Only the lines below starting at the one containing "assert_eq!(&block[..6], &[107, 100, 108, 108, 100, 101]);" and ending at the one containing "assert_eq!(vertex.tangent[3], 0.0);" belong in the answer, each copied exactly.
----- Data excerpts -----
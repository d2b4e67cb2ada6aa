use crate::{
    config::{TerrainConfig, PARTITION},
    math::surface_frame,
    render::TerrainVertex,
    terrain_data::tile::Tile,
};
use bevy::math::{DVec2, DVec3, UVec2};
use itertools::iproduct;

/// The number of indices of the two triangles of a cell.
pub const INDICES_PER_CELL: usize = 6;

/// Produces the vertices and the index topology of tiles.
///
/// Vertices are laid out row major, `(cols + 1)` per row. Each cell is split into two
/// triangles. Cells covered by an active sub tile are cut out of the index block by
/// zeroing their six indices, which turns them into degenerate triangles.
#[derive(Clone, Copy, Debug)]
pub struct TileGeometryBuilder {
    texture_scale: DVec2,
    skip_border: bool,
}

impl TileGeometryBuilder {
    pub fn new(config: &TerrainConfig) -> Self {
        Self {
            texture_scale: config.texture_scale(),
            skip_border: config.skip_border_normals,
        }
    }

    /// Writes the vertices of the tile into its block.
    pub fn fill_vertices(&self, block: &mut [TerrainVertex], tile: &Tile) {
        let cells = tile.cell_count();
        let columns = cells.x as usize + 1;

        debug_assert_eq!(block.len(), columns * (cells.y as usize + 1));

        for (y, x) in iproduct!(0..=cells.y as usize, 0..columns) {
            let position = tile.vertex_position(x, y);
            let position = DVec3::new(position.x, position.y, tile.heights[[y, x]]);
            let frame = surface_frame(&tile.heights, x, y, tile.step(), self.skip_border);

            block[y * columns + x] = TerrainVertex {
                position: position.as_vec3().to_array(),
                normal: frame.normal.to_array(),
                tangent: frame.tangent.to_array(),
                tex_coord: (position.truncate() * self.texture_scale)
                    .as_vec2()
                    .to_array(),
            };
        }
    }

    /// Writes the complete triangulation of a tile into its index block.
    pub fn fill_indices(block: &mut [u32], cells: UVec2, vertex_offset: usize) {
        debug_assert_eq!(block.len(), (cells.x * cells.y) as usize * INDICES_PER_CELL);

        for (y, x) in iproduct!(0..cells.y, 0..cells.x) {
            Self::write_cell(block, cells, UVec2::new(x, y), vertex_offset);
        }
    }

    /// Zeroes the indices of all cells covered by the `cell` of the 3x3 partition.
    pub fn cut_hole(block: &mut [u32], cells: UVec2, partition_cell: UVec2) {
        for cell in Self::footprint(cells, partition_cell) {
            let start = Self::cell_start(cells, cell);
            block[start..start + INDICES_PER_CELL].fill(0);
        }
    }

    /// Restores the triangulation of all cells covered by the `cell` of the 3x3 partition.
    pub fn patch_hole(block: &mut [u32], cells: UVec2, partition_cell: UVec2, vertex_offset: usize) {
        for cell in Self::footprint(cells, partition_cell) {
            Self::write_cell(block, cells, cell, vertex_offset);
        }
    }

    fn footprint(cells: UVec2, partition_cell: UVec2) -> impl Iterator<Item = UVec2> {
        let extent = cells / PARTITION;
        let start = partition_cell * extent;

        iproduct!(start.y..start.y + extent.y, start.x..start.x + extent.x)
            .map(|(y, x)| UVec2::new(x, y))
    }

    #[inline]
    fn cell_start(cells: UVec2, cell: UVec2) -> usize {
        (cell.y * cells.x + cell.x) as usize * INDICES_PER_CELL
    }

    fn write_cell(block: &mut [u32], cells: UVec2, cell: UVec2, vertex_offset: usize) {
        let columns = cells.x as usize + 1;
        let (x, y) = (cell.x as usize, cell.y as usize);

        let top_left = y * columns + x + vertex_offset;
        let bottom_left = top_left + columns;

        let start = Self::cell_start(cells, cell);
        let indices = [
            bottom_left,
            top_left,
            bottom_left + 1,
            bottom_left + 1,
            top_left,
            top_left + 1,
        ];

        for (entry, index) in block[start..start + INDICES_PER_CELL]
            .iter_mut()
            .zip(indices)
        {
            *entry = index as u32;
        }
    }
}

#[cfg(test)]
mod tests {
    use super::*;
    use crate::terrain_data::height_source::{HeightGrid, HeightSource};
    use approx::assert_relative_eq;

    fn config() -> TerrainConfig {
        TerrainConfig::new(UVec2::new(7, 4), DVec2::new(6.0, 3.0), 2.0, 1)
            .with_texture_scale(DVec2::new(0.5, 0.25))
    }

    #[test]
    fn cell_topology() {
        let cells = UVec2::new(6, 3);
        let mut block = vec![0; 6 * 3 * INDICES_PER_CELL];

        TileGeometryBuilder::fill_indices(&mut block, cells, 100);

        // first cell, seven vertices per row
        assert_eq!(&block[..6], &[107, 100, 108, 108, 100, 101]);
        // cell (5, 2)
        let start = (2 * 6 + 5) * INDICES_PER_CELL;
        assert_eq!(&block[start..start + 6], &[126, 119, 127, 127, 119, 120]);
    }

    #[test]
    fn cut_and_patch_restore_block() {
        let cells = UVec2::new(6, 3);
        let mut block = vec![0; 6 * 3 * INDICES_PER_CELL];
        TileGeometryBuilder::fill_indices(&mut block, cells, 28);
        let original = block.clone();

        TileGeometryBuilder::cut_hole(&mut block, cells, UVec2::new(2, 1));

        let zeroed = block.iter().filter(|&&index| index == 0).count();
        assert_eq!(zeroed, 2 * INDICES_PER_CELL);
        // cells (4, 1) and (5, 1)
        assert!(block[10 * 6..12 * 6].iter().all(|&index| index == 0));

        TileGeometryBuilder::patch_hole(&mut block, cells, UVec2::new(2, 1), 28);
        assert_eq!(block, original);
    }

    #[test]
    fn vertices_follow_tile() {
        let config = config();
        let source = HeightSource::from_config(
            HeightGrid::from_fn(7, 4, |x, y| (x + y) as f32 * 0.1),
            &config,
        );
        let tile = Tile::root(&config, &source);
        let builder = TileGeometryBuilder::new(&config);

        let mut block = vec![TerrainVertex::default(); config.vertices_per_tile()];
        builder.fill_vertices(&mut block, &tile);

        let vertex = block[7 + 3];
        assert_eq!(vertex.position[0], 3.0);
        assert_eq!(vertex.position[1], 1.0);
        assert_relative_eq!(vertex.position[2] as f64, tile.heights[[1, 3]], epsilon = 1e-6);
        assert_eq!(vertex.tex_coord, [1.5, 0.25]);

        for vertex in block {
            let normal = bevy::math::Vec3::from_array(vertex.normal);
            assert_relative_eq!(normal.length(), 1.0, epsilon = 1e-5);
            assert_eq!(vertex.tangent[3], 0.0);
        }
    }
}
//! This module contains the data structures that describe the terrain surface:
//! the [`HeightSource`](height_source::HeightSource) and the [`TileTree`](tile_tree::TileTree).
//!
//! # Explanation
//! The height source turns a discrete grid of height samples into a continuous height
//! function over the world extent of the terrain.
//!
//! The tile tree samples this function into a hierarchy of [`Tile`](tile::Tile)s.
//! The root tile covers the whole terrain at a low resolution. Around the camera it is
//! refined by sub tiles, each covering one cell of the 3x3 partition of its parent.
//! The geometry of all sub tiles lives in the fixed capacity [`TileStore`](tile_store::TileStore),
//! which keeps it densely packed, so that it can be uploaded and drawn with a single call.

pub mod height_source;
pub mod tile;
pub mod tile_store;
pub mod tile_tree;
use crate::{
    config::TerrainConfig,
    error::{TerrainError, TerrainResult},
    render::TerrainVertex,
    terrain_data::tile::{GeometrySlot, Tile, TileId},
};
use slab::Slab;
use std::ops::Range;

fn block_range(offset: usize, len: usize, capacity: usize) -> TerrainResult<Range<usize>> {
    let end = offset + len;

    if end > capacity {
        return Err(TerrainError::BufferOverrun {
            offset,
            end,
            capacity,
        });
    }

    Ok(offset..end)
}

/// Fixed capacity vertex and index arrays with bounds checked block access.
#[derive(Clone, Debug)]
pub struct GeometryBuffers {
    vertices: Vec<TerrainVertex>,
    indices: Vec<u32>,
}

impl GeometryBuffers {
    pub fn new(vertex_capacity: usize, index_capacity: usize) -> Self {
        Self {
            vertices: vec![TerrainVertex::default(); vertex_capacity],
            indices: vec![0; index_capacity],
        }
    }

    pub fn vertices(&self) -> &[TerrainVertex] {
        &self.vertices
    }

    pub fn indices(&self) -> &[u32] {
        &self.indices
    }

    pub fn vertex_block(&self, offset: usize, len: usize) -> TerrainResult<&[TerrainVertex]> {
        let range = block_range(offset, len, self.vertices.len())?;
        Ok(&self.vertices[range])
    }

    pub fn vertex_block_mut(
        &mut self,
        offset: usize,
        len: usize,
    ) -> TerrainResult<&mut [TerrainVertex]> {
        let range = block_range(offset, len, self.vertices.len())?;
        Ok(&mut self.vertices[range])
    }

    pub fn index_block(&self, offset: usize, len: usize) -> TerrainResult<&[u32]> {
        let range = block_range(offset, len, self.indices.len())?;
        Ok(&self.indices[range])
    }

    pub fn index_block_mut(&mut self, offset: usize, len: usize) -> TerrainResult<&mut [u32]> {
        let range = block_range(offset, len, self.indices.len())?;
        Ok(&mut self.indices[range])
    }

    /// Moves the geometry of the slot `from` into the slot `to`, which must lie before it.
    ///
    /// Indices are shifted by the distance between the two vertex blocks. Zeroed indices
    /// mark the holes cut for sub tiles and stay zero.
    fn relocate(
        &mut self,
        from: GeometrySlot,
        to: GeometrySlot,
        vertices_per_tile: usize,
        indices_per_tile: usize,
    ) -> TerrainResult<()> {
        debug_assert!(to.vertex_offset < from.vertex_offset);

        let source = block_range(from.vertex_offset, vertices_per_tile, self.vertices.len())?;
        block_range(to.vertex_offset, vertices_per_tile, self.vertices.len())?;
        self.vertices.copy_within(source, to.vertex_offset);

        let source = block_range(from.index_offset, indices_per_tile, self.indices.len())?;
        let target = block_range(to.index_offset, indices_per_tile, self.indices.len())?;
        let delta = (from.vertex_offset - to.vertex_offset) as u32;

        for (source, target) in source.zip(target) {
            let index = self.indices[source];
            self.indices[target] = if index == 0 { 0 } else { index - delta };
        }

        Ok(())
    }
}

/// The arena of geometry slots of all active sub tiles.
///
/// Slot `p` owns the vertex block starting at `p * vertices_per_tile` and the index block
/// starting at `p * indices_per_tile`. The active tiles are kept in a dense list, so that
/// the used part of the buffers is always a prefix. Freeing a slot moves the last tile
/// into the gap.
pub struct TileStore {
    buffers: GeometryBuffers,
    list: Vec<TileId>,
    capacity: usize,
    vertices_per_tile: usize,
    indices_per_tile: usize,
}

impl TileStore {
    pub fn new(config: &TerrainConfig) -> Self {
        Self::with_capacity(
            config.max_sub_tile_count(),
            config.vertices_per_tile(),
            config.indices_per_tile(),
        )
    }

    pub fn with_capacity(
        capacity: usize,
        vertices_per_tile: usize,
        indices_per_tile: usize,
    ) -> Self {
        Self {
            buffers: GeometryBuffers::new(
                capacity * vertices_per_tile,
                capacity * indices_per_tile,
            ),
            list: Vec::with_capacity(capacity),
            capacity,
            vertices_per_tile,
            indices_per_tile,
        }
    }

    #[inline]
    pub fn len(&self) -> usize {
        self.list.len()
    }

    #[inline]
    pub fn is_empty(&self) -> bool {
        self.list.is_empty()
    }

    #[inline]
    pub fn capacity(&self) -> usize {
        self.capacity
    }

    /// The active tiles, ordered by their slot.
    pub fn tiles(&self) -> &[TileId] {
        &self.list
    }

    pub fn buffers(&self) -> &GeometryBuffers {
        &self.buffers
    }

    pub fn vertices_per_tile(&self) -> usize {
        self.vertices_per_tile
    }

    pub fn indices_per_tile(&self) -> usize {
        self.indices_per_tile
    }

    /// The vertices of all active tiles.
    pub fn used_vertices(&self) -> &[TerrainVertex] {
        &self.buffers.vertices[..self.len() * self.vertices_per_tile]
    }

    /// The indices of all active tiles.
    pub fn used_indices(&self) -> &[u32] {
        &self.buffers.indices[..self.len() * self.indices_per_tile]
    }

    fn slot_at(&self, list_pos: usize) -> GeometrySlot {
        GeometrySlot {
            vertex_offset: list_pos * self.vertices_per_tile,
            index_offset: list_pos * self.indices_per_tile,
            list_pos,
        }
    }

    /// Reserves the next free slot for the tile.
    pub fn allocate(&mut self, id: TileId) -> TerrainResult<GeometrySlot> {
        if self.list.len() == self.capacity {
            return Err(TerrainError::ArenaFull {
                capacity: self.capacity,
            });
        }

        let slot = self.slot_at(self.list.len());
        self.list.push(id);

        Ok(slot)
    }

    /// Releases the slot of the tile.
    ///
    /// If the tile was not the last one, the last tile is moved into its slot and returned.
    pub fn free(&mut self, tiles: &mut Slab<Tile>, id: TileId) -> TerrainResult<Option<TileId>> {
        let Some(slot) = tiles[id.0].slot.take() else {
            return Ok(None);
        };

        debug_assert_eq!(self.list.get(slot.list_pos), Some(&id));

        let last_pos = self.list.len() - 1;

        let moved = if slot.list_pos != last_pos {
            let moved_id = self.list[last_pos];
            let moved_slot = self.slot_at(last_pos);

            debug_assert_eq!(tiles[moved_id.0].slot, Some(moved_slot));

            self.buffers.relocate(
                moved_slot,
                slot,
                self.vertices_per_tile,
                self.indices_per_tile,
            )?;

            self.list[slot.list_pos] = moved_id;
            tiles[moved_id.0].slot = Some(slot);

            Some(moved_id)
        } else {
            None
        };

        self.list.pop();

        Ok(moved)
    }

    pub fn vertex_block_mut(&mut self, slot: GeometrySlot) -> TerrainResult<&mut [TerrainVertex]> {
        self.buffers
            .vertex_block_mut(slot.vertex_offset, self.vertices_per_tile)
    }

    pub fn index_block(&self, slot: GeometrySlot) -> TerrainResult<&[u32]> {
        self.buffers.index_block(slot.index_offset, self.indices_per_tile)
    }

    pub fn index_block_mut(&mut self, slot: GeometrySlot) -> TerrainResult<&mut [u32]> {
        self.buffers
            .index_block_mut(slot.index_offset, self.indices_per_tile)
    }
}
-----
_Response area_
        assert_eq!(&block[..6], &[107, 100, 108, 108, 100, 101]);
        // cell (5, 2)
        let start = (2 * 6 + 5) * INDICES_PER_CELL;
        assert_eq!(&block[start..start + 6], &[126, 119, 127, 127, 119, 120]);
    }

    #[test]
    fn cut_and_patch_restore_block() {
        let cells = UVec2::new(6, 3);
        let mut block = vec![0; 6 * 3 * INDICES_PER_CELL];
        TileGeometryBuilder::fill_indices(&mut block, cells, 28);
        let original = block.clone();

        TileGeometryBuilder::cut_hole(&mut block, cells, UVec2::new(2, 1));

        let zeroed = block.iter().filter(|&&index| index == 0).count();
        assert_eq!(zeroed, 2 * INDICES_PER_CELL);
        // cells (4, 1) and (5, 1)
        assert!(block[10 * 6..12 * 6].iter().all(|&index| index == 0));

        TileGeometryBuilder::patch_hole(&mut block, cells, UVec2::new(2, 1), 28);
        assert_eq!(block, original);
    }

    #[test]
    fn vertices_follow_tile() {
        let config = config();
        let source = HeightSource::from_config(
            HeightGrid::from_fn(7, 4, |x, y| (x + y) as f32 * 0.1),
            &config,
        );
        let tile = Tile::root(&config, &source);
        let builder = TileGeometryBuilder::new(&config);

        let mut block = vec![TerrainVertex::default(); config.vertices_per_tile()];
        builder.fill_vertices(&mut block, &tile);

        let vertex = block[7 + 3];
        assert_eq!(vertex.position[0], 3.0);
        assert_eq!(vertex.position[1], 1.0);
        assert_relative_eq!(vertex.position[2] as f64, tile.heights[[1, 3]], epsilon = 1e-6);
        assert_eq!(vertex.tex_coord, [1.5, 0.25]);

        for vertex in block {
            let normal = bevy::math::Vec3::from_array(vertex.normal);
            assert_relative_eq!(normal.length(), 1.0, epsilon = 1e-5);
            assert_eq!(vertex.tangent[3], 0.0);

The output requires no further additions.